Sacre-coeur-paris.jpg


« Sacre-coeur-paris ». Sous licence CC BY-SA 3.0 via Wikimedia Commons.

mercredi 28 août 2013

Pourquoi les Radicaux ne gouvernent-ils pas la France ?

Les valeurs des radicaux sont les valeurs de la France. (En fait, le rédicalisme est la mise en oeuvre des idées de la Révolution.) Pourquoi la France n’est-elle pas gouvernée par les Radicaux comme elle l’a été jusqu’à de Gaulle ? Voilà la question que je me suis posée en découvrant l’histoire du parti radical.

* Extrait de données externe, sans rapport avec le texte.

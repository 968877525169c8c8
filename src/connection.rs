//! wiretap/src/connection.rs
//! Per-session state machine: parse, resolve, connect, splice.

use crate::{
    protocol::{self, RequestEntity, Uri},
    relay::RelayHandle,
    types::{ParseKind, ProxyError, ProxyOptions, Result, SessionId},
};
use std::net::{IpAddr, SocketAddr};
use std::sync::Arc;
use std::time::Duration;
use tokio::{
    io::{AsyncReadExt, AsyncWriteExt},
    net::{TcpStream, lookup_host},
    sync::watch,
    time::timeout,
};
use tracing::{debug, info, warn};

const CONNECT_ESTABLISHED: &[u8] = b"HTTP/1.1 200 Connection Established\r\n\r\n";
const SPLICE_BUF_LEN: usize = 8192;

struct Established {
    origin: TcpStream,
    host: String,
    /// Origin-form rewrite of the request; absent for CONNECT.
    rewritten: Option<Vec<u8>>,
    residual: Vec<u8>,
}

/// Resolves once shutdown has been flagged, however late the caller looks.
/// A dropped sender counts as shutdown.
pub(crate) async fn cancelled(cancel: &mut watch::Receiver<bool>) {
    while !*cancel.borrow_and_update() {
        if cancel.changed().await.is_err() {
            break;
        }
    }
}

/// Main session workflow. Owns both sockets for the session's lifetime;
/// they are closed exactly once, when this task returns. Shutdown is
/// cooperative: the cancel signal interrupts the session at its next
/// suspension point and the session still runs its own teardown.
pub async fn handle_conn(
    id: SessionId,
    mut client: TcpStream,
    relay: RelayHandle,
    options: Arc<ProxyOptions>,
    mut cancel: watch::Receiver<bool>,
) {
    let established = tokio::select! {
        established = establish(id, &mut client, &options) => match established {
            Ok(established) => established,
            Err(e) => {
                // Deliberate silent close: the client gets no status line back.
                warn!(session = id, "session setup failed: {}", e);
                return;
            }
        },
        _ = cancelled(&mut cancel) => {
            debug!(session = id, "session cancelled before connect");
            return;
        }
    };
    let Established {
        mut origin,
        host,
        rewritten,
        residual,
    } = established;

    let (src, dst) = match (client.peer_addr(), origin.peer_addr()) {
        (Ok(src), Ok(dst)) => (src, dst),
        _ => return,
    };
    relay.connect(id, src, dst, &host);

    let deadline = Duration::from_secs(options.splice_deadline_secs);
    let tunnel = run_tunnel(id, &mut client, &mut origin, rewritten, residual, &relay);
    tokio::select! {
        result = timeout(deadline, tunnel) => match result {
            Ok(Ok((sent, recv))) => info!(session = id, sent, recv, "session closed"),
            Ok(Err(e)) => info!(session = id, "session stops, e={}", e),
            Err(_) => warn!(session = id, "session stops, e={}", ProxyError::Timeout),
        },
        _ = cancelled(&mut cancel) => info!(session = id, "session cancelled"),
    }

    relay.disconnect(id);
}

/// Parsing through Connecting: reads the preamble, resolves the target and
/// opens the origin socket. On CONNECT the 200 goes out here; for other
/// methods the origin-form rewrite is prepared for `run_tunnel`.
async fn establish(
    id: SessionId,
    client: &mut TcpStream,
    options: &ProxyOptions,
) -> Result<Established> {
    let (head, residual) = protocol::read_preamble(client, options.max_preamble_bytes).await?;
    let entity = RequestEntity::parse(&head)?;
    let uri = Uri::parse(&entity.target)?;
    if uri.port == 0 {
        return Err(ProxyError::Parse {
            kind: ParseKind::Uri,
            input: entity.target.clone(),
        });
    }
    debug!(session = id, method = %entity.method, target = %entity.target, "parsed request");

    let endpoint = resolve(&uri).await?;
    let origin = TcpStream::connect(endpoint)
        .await
        .map_err(|e| ProxyError::Connect {
            endpoint,
            source: e,
        })?;

    let rewritten = if entity.method == "CONNECT" {
        client.write_all(CONNECT_ESTABLISHED).await?;
        None
    } else {
        Some(entity.dump()?)
    };

    Ok(Established {
        origin,
        host: uri.host,
        rewritten,
        residual,
    })
}

/// Literal IPs skip the resolver; otherwise the first resolved endpoint wins.
async fn resolve(uri: &Uri) -> Result<SocketAddr> {
    if let Ok(ip) = uri.host.parse::<IpAddr>() {
        return Ok(SocketAddr::new(ip, uri.port));
    }
    let mut endpoints = lookup_host((uri.host.as_str(), uri.port))
        .await
        .map_err(|_| ProxyError::Resolve {
            host: uri.host.clone(),
        })?;
    endpoints.next().ok_or_else(|| ProxyError::Resolve {
        host: uri.host.clone(),
    })
}

async fn run_tunnel(
    id: SessionId,
    client: &mut TcpStream,
    origin: &mut TcpStream,
    rewritten: Option<Vec<u8>>,
    residual: Vec<u8>,
    relay: &RelayHandle,
) -> std::io::Result<(u64, u64)> {
    let mut sent = 0u64;
    if let Some(request) = rewritten {
        relay.forward(id, true, &request);
        origin.write_all(&request).await?;
        sent += request.len() as u64;
    }
    let (spliced_out, spliced_in) = splice(id, client, origin, residual, relay).await?;
    Ok((sent + spliced_out, spliced_in))
}

/// Full-duplex byte splicing between the two sockets. Each direction reads,
/// reports the chunk to the relay, then writes; a zero-length read
/// half-closes the peer and the opposite direction keeps draining. The
/// residual from the preamble read is replayed to the origin before
/// anything else.
async fn splice(
    id: SessionId,
    client: &mut TcpStream,
    origin: &mut TcpStream,
    residual: Vec<u8>,
    relay: &RelayHandle,
) -> std::io::Result<(u64, u64)> {
    let mut client_buf = [0u8; SPLICE_BUF_LEN];
    let mut origin_buf = [0u8; SPLICE_BUF_LEN];
    let mut client_closed = false;
    let mut origin_closed = false;
    let mut sent = 0u64;
    let mut recv = 0u64;

    if !residual.is_empty() {
        relay.forward(id, true, &residual);
        origin.write_all(&residual).await?;
        sent += residual.len() as u64;
    }

    loop {
        tokio::select! {
            biased;

            result = client.read(&mut client_buf), if !client_closed => {
                let n = result?;
                if n == 0 {
                    client_closed = true;
                    if !origin_closed {
                        origin.shutdown().await?;
                    }
                } else {
                    relay.forward(id, true, &client_buf[..n]);
                    origin.write_all(&client_buf[..n]).await?;
                    sent += n as u64;
                }
            },
            result = origin.read(&mut origin_buf), if !origin_closed => {
                let n = result?;
                if n == 0 {
                    origin_closed = true;
                    if !client_closed {
                        client.shutdown().await?;
                    }
                } else {
                    relay.forward(id, false, &origin_buf[..n]);
                    client.write_all(&origin_buf[..n]).await?;
                    recv += n as u64;
                }
            },
            else => {
                break;
            }
        }
    }

    Ok((sent, recv))
}
//! commitsmith - A CLI tool that turns a staged git diff into a validated
//! conventional commit message and a changelog entry.
//!
//! # Overview
//!
//! commitsmith reads the staged diff from the current repository, uses the
//! Claude Code CLI to analyze each changed file and summarize the diff as
//! a whole, generates a conventional commit message, loops it through a
//! quality gate with a bounded number of improvement passes, and appends a
//! changelog section for the accepted message.

pub mod analysis;
pub mod changelog;
pub mod commit;
pub mod diff;
pub mod error;
pub mod git;
pub mod model;
pub mod workflow;

// Re-export commonly used types
pub use analysis::{CommitType, DiffAnalysis};
pub use commit::{ConventionalCommit, QualityVerdict};
pub use diff::{ChangeType, FileChange, Hunk};
pub use error::{ChangelogError, GitError, ModelError, WorkflowError};
pub use model::{ClaudeClient, ModelClient, ModelRequest};
pub use workflow::{Workflow, WorkflowOutcome};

La vie de Clémenceau vient de me faire comprendre la faiblesse du parti radical. C’était un parti d’individus. Une fois que le projet du parti a été mis en oeuvre, ils n’avaient plus rien pour les tenir ensemble.

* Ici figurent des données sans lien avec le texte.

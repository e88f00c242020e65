//! Binary quality judgment and message improvement.

use serde::{Deserialize, Serialize};
use serde_json::{Value, json};
use tracing::debug;

use crate::commit::prompt::{build_improve_prompt, build_quality_prompt};
use crate::error::ModelError;
use crate::model::{ModelClient, ModelRequest, parse_payload};

/// The gate's verdict on a rendered commit message.
#[derive(Debug, Clone, Copy, Serialize, Deserialize)]
pub struct QualityVerdict {
    pub is_valid: bool,
}

impl QualityVerdict {
    pub fn schema() -> Value {
        json!({
            "type": "object",
            "properties": {
                "is_valid": {"type": "boolean"}
            },
            "required": ["is_valid"]
        })
    }
}

/// Ask the model whether the rendered message is an acceptable
/// conventional commit. A payload that does not carry the verdict shape
/// is fatal.
pub async fn judge_message(
    model: &dyn ModelClient,
    message: &str,
) -> Result<QualityVerdict, ModelError> {
    let request = ModelRequest::structured(build_quality_prompt(message), QualityVerdict::schema());
    let completion = model.invoke(&request).await?;

    let verdict: QualityVerdict = parse_payload(&completion)?;
    debug!(is_valid = verdict.is_valid, "Quality verdict received");
    Ok(verdict)
}

/// Ask the model to rewrite a message the gate rejected, given the
/// rejecting verdict. The completion is plain text; surrounding
/// whitespace is trimmed, nothing else is validated here because the
/// rewrite goes straight back through the gate.
pub async fn improve_message(
    model: &dyn ModelClient,
    message: &str,
    verdict: QualityVerdict,
) -> Result<String, ModelError> {
    debug!(is_valid = verdict.is_valid, "Requesting rewrite of rejected message");
    let request = ModelRequest::text(build_improve_prompt(message));
    let completion = model.invoke(&request).await?;
    Ok(completion.trim().to_string())
}

#[cfg(test)]
mod tests {
    use super::*;
    use async_trait::async_trait;

    struct FixedModel(&'static str);

    #[async_trait]
    impl ModelClient for FixedModel {
        async fn invoke(&self, _request: &ModelRequest) -> Result<String, ModelError> {
            Ok(self.0.to_string())
        }
    }

    #[tokio::test]
    async fn test_judge_accepts() {
        let model = FixedModel(r#"{"is_valid": true}"#);
        let verdict = judge_message(&model, "feat(auth): add login").await.unwrap();
        assert!(verdict.is_valid);
    }

    #[tokio::test]
    async fn test_judge_rejects() {
        let model = FixedModel(r#"{"is_valid": false}"#);
        let verdict = judge_message(&model, "Fixed stuff.").await.unwrap();
        assert!(!verdict.is_valid);
    }

    #[tokio::test]
    async fn test_judge_unwraps_fenced_payload() {
        let model = FixedModel("```json\n{\"is_valid\": true}\n```");
        let verdict = judge_message(&model, "fix: handle timeout").await.unwrap();
        assert!(verdict.is_valid);
    }

    #[tokio::test]
    async fn test_malformed_verdict_is_fatal() {
        let model = FixedModel("looks fine to me");
        let result = judge_message(&model, "feat: add thing").await;
        assert!(matches!(result, Err(ModelError::InvalidJson(_))));
    }

    #[tokio::test]
    async fn test_improve_trims_completion() {
        let model = FixedModel("\n  fix(parser): handle empty input  \n");
        let rejected = QualityVerdict { is_valid: false };
        let improved = improve_message(&model, "Fixed the parser.", rejected)
            .await
            .unwrap();
        assert_eq!(improved, "fix(parser): handle empty input");
    }
}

De Gaulle a occupé leur place par une solution monarchiste. Puis le pouvoir a été saisi par deux machines de masse, gauche et droite. Ce n'est pas très représentatif, mais c'est solide. Et cela a laissé de l'espace libre au FN.

vendredi 9 août 2013

Clémenceau

« Homme d’affrontement, qui n’est lui-même que dans le conflit », Clémenceau ressemble à ces anarchistes ou ces révolutionnaires qui passèrent leur vie à défier la société. Il connaît la prison très jeune, il est toujours endetté, il va de combat en combat, c’est d’ailleurs un duelliste redouté, et un tribun sans égal. Et il ne cherche pas le pouvoir. Pendant longtemps il est celui qui fait tomber les ministères. Il n’arrive au gouvernement qu’âgé. Il s’est fait énormément d’ennemis. Mais lui n’a de rancœur vis-à-vis de personne. Il n’en veut qu’aux idées, pas aux hommes. Et il fait passer l’intérêt général avant tout.

C’est l’homme de l’affaire Dreyfus. Il est ministre de l’intérieur, « premier flic de France », à un moment où le « pays (est) en proie à l’agitation sociale et à la menace de désagrégation ». Car c’est alors que « l’unification (de la gauche socialiste) se produit sur la base radicale de la lutte des classes », qui légitime la violence comme moyen d'action. Puis il est « le père la victoire », en 17 au moment où la France et l’Etat major sont saisis par le défaitisme. Sa vie est aussi faite de revers. Pendant la Commune, il tente une conciliation. Il ne parvient ni à empêcher la peine de mort, ni à faire renoncer la France au colonialisme. Et les accords qu’il fait signer après guerre ne seront pas respectés.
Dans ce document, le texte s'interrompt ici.